Anyway, assuming you could move that fast, just think of what happens when the spaceshuttle reenters the atmosphere.

XOIIO's avatar

@ragingloli Yeah, kind of what I thought. Interesting to think about anyways though.

ETpro's avatar

I disagree. You would not choke to death because that implies change, which implies motion forward through time. If you could actually stop time, NOTHING would change at all, ever.

ragingloli's avatar

@ETpro
We are assuming that time is only stopped for anything that is not the person stopping the time.

ETpro's avatar

@ragingloli Aha. That makes answering this difficult, as such an assumption stands outside reality.

Berserker's avatar

I guess that depends.
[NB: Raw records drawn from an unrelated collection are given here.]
//! Admin area: reservation lists, reservation editing and the calendar

use std::collections::HashMap;

use axum::{
    extract::{Path, Query, State},
    Form,
};
use chrono::{Datelike, Local};
use serde::Deserialize;
use utoipa::IntoParams;

use crate::{
    error::AppResult,
    models::dates::{format_date, shift_month},
    services::{reservations::UpdateOutcome, session::SessionKey},
    AppState,
};

use super::{
    page::{recover, redirect_with, render, Page, TemplateData},
    AdminUser, CurrentSession,
};

const CALENDAR_PAGE: &str = "/admin/reservations-calendar";

/// Calendar month selector
#[derive(Debug, Default, Deserialize, IntoParams)]
#[into_params(parameter_in = Query)]
pub struct MonthQuery {
    /// Year, 4 digits
    pub y: Option<i32>,
    /// Month, 1-12
    pub m: Option<u32>,
}

fn calendar_url(year: i32, month: u32) -> String {
    format!("{}?y={}&m={:02}", CALENDAR_PAGE, year, month)
}

/// Page a reservation action returns to
fn back_to(src: &str, year: Option<i32>, month: Option<u32>) -> String {
    match (src, year, month) {
        ("cal", Some(y), Some(m)) => calendar_url(y, m),
        ("cal", _, _) => CALENDAR_PAGE.to_string(),
        _ => format!("/admin/reservations-{}", src),
    }
}

/// Admin landing page
#[utoipa::path(
    get,
    path = "/admin/dashboard",
    tag = "admin",
    responses(
        (status = 200, description = "Dashboard", body = TemplateData),
        (status = 303, description = "Not logged in")
    )
)]
pub async fn dashboard(_admin: AdminUser, CurrentSession(session): CurrentSession) -> AppResult<Page> {
    render(&session, TemplateData::new("admin-dashboard.page.tmpl")).await
}

/// Reservations not yet processed
#[utoipa::path(
    get,
    path = "/admin/reservations-new",
    tag = "admin",
    responses((status = 200, description = "Unprocessed reservations", body = TemplateData))
)]
pub async fn new_reservations(
    State(state): State<AppState>,
    _admin: AdminUser,
    CurrentSession(session): CurrentSession,
) -> AppResult<Page> {
    let reservations = state.services.reservations.unprocessed().await?;
    let page = TemplateData::new("admin-new-reservations.page.tmpl").data("reservations", &reservations)?;
    render(&session, page).await
}

/// Every reservation
#[utoipa::path(
    get,
    path = "/admin/reservations-all",
    tag = "admin",
    responses((status = 200, description = "All reservations", body = TemplateData))
)]
pub async fn all_reservations(
    State(state): State<AppState>,
    _admin: AdminUser,
    CurrentSession(session): CurrentSession,
) -> AppResult<Page> {
    let reservations = state.services.reservations.all().await?;
    let page = TemplateData::new("admin-all-reservations.page.tmpl").data("reservations", &reservations)?;
    render(&session, page).await
}

/// Month calendar of every room; defaults to the current month
#[utoipa::path(
    get,
    path = "/admin/reservations-calendar",
    tag = "admin",
    params(MonthQuery),
    responses((status = 200, description = "Calendar month", body = TemplateData))
)]
pub async fn reservations_calendar(
    State(state): State<AppState>,
    _admin: AdminUser,
    CurrentSession(session): CurrentSession,
    Query(query): Query<MonthQuery>,
) -> AppResult<Page> {
    let today = Local::now().date_naive();
    let year = query.y.unwrap_or(today.year());
    let month = query.m.unwrap_or(today.month());

    let calendar = match state.services.calendar.show(&session, year, month).await {
        Ok(calendar) => calendar,
        Err(e) => return recover(&session, e, "/admin/dashboard").await,
    };

    let (next_year, next_month) = shift_month(year, month, 1);
    let (last_year, last_month) = shift_month(year, month, -1);
    let rooms: Vec<_> = calendar.rooms.iter().map(|r| &r.room).collect();

    let mut page = TemplateData::new("admin-reservations-calendar.page.tmpl")
        .string("this_month", format!("{:02}", month))
        .string("this_month_year", format!("{:04}", year))
        .string("next_month", format!("{:02}", next_month))
        .string("next_month_year", format!("{:04}", next_year))
        .string("last_month", format!("{:02}", last_month))
        .string("last_month_year", format!("{:04}", last_year))
        .string("first_day", format_date(calendar.first_day))
        .int("days_in_month", calendar.days_in_month() as i64)
        .data("rooms", &rooms)?;
    for room in &calendar.rooms {
        page = page
            .data(&format!("reservation_map_{}", room.room.id), &room.reservations)?
            .data(&format!("block_map_{}", room.room.id), &room.blocks)?;
    }
    render(&session, page).await
}

/// Apply block changes posted from the calendar
#[utoipa::path(
    post,
    path = "/admin/reservations-calendar",
    tag = "admin",
    responses((status = 303, description = "Back to the posted month"))
)]
pub async fn post_reservations_calendar(
    State(state): State<AppState>,
    _admin: AdminUser,
    CurrentSession(session): CurrentSession,
    Form(form): Form<HashMap<String, String>>,
) -> AppResult<Page> {
    let posted_month = form
        .get("y")
        .and_then(|y| y.trim().parse::<i32>().ok())
        .zip(form.get("m").and_then(|m| m.trim().parse::<u32>().ok()));
    let Some((year, month)) = posted_month else {
        return redirect_with(&session, SessionKey::Error, "Invalid month", CALENDAR_PAGE).await;
    };

    match state.services.calendar.reconcile(&session, year, month, &form).await {
        Ok(report) if report.failed > 0 => {
            redirect_with(
                &session,
                SessionKey::Warning,
                &format!("{} change(s) could not be saved", report.failed),
                &calendar_url(year, month),
            )
            .await
        }
        Ok(_) => redirect_with(&session, SessionKey::Flash, "Changes saved", &calendar_url(year, month)).await,
        Err(e) => recover(&session, e, &calendar_url(year, month)).await,
    }
}

/// One reservation, editable
#[utoipa::path(
    get,
    path = "/admin/reservations/{src}/{id}/show",
    tag = "admin",
    params(
        ("src" = String, Path, description = "Listing the page was opened from: new, all or cal"),
        ("id" = i32, Path, description = "Reservation ID"),
        MonthQuery
    ),
    responses((status = 200, description = "Reservation", body = TemplateData))
)]
pub async fn show_reservation(
    State(state): State<AppState>,
    _admin: AdminUser,
    CurrentSession(session): CurrentSession,
    Path((src, id)): Path<(String, i32)>,
    Query(query): Query<MonthQuery>,
) -> AppResult<Page> {
    let reservation = match state.services.reservations.get(id).await {
        Ok(reservation) => reservation,
        Err(e) => return recover(&session, e, &back_to(&src, query.y, query.m)).await,
    };

    let mut page = TemplateData::new("admin-reservations-show.page.tmpl")
        .string("src", src)
        .data("reservation", &reservation)?;
    if let (Some(y), Some(m)) = (query.y, query.m) {
        page = page.string("year", y.to_string()).string("month", format!("{:02}", m));
    }
    render(&session, page).await
}

/// Save edited guest fields
#[utoipa::path(
    post,
    path = "/admin/reservations/{src}/{id}/show",
    tag = "admin",
    params(
        ("src" = String, Path, description = "Listing the page was opened from: new, all or cal"),
        ("id" = i32, Path, description = "Reservation ID")
    ),
    responses(
        (status = 200, description = "Form with field errors", body = TemplateData),
        (status = 303, description = "Saved")
    )
)]
pub async fn post_show_reservation(
    State(state): State<AppState>,
    _admin: AdminUser,
    CurrentSession(session): CurrentSession,
    Path((src, id)): Path<(String, i32)>,
    Form(form): Form<HashMap<String, String>>,
) -> AppResult<Page> {
    let year = form.get("year").and_then(|y| y.trim().parse::<i32>().ok());
    let month = form.get("month").and_then(|m| m.trim().parse::<u32>().ok());
    let back = match (year, month) {
        (Some(y), Some(m)) => calendar_url(y, m),
        _ => back_to(&src, None, None),
    };

    match state.services.reservations.update(id, form).await {
        Ok(UpdateOutcome::Updated) => redirect_with(&session, SessionKey::Flash, "Changes saved", &back).await,
        Ok(UpdateOutcome::Invalid(form)) => {
            let reservation = state.services.reservations.get(id).await?;
            let page = TemplateData::new("admin-reservations-show.page.tmpl")
                .string("src", src)
                .data("reservation", &reservation)?
                .form(form);
            render(&session, page).await
        }
        Err(e) => recover(&session, e, &back).await,
    }
}

/// Mark a reservation as processed
#[utoipa::path(
    get,
    path = "/admin/process-reservation/{src}/{id}/do",
    tag = "admin",
    params(
        ("src" = String, Path, description = "Listing to return to"),
        ("id" = i32, Path, description = "Reservation ID"),
        MonthQuery
    ),
    responses((status = 303, description = "Back to the listing"))
)]
pub async fn process_reservation(
    State(state): State<AppState>,
    _admin: AdminUser,
    CurrentSession(session): CurrentSession,
    Path((src, id)): Path<(String, i32)>,
    Query(query): Query<MonthQuery>,
) -> AppResult<Page> {
    let back = back_to(&src, query.y, query.m);
    match state.services.reservations.mark_processed(id).await {
        Ok(()) => redirect_with(&session, SessionKey::Flash, "Reservation marked as processed", &back).await,
        Err(e) => recover(&session, e, &back).await,
    }
}

/// Delete a reservation and free its room-days
#[utoipa::path(
    get,
    path = "/admin/delete-reservation/{src}/{id}/do",
    tag = "admin",
    params(
        ("src" = String, Path, description = "Listing to return to"),
        ("id" = i32, Path, description = "Reservation ID"),
        MonthQuery
    ),
    responses((status = 303, description = "Back to the listing"))
)]
pub async fn delete_reservation(
    State(state): State<AppState>,
    _admin: AdminUser,
    CurrentSession(session): CurrentSession,
    Path((src, id)): Path<(String, i32)>,
    Query(query): Query<MonthQuery>,
) -> AppResult<Page> {
    let back = back_to(&src, query.y, query.m);
    match state.services.reservations.delete(id).await {
        Ok(()) => redirect_with(&session, SessionKey::Flash, "Reservation deleted", &back).await,
        Err(e) => recover(&session, e, &back).await,
    }
}

#[cfg(test)]
mod tests {
    use super::*;

    #[test]
    fn test_back_to() {
        assert_eq!(back_to("new", None, None), "/admin/reservations-new");
        assert_eq!(back_to("all", Some(2024), Some(3)), "/admin/reservations-all");
        assert_eq!(back_to("cal", Some(2024), Some(7)), "/admin/reservations-calendar?y=2024&m=07");
        assert_eq!(back_to("cal", None, None), "/admin/reservations-calendar");
    }
}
When you stop time, does everything just freeze, besides you? (and anyone else involved in the time stopping) So if you stopped time when it was really cold, I guess the weather would be stopped and jammed in that condition. Or if you stopped time before the radiation got to you, you might be safe, but if you stopped too late, it might be even worse. But reading some of the answers here, I guess for anything like cold or radiation to happen, motion and time would have to be a tool, otherwise none of it could happen. But then whatever would occur because of no motion/time might suck just as much balls. :/

XOIIO's avatar

@Symbeline Yeah, who knows, maybe somewhere in a government facility someone stopped time in a small room but can’t see anything now and can’t let the world know lol.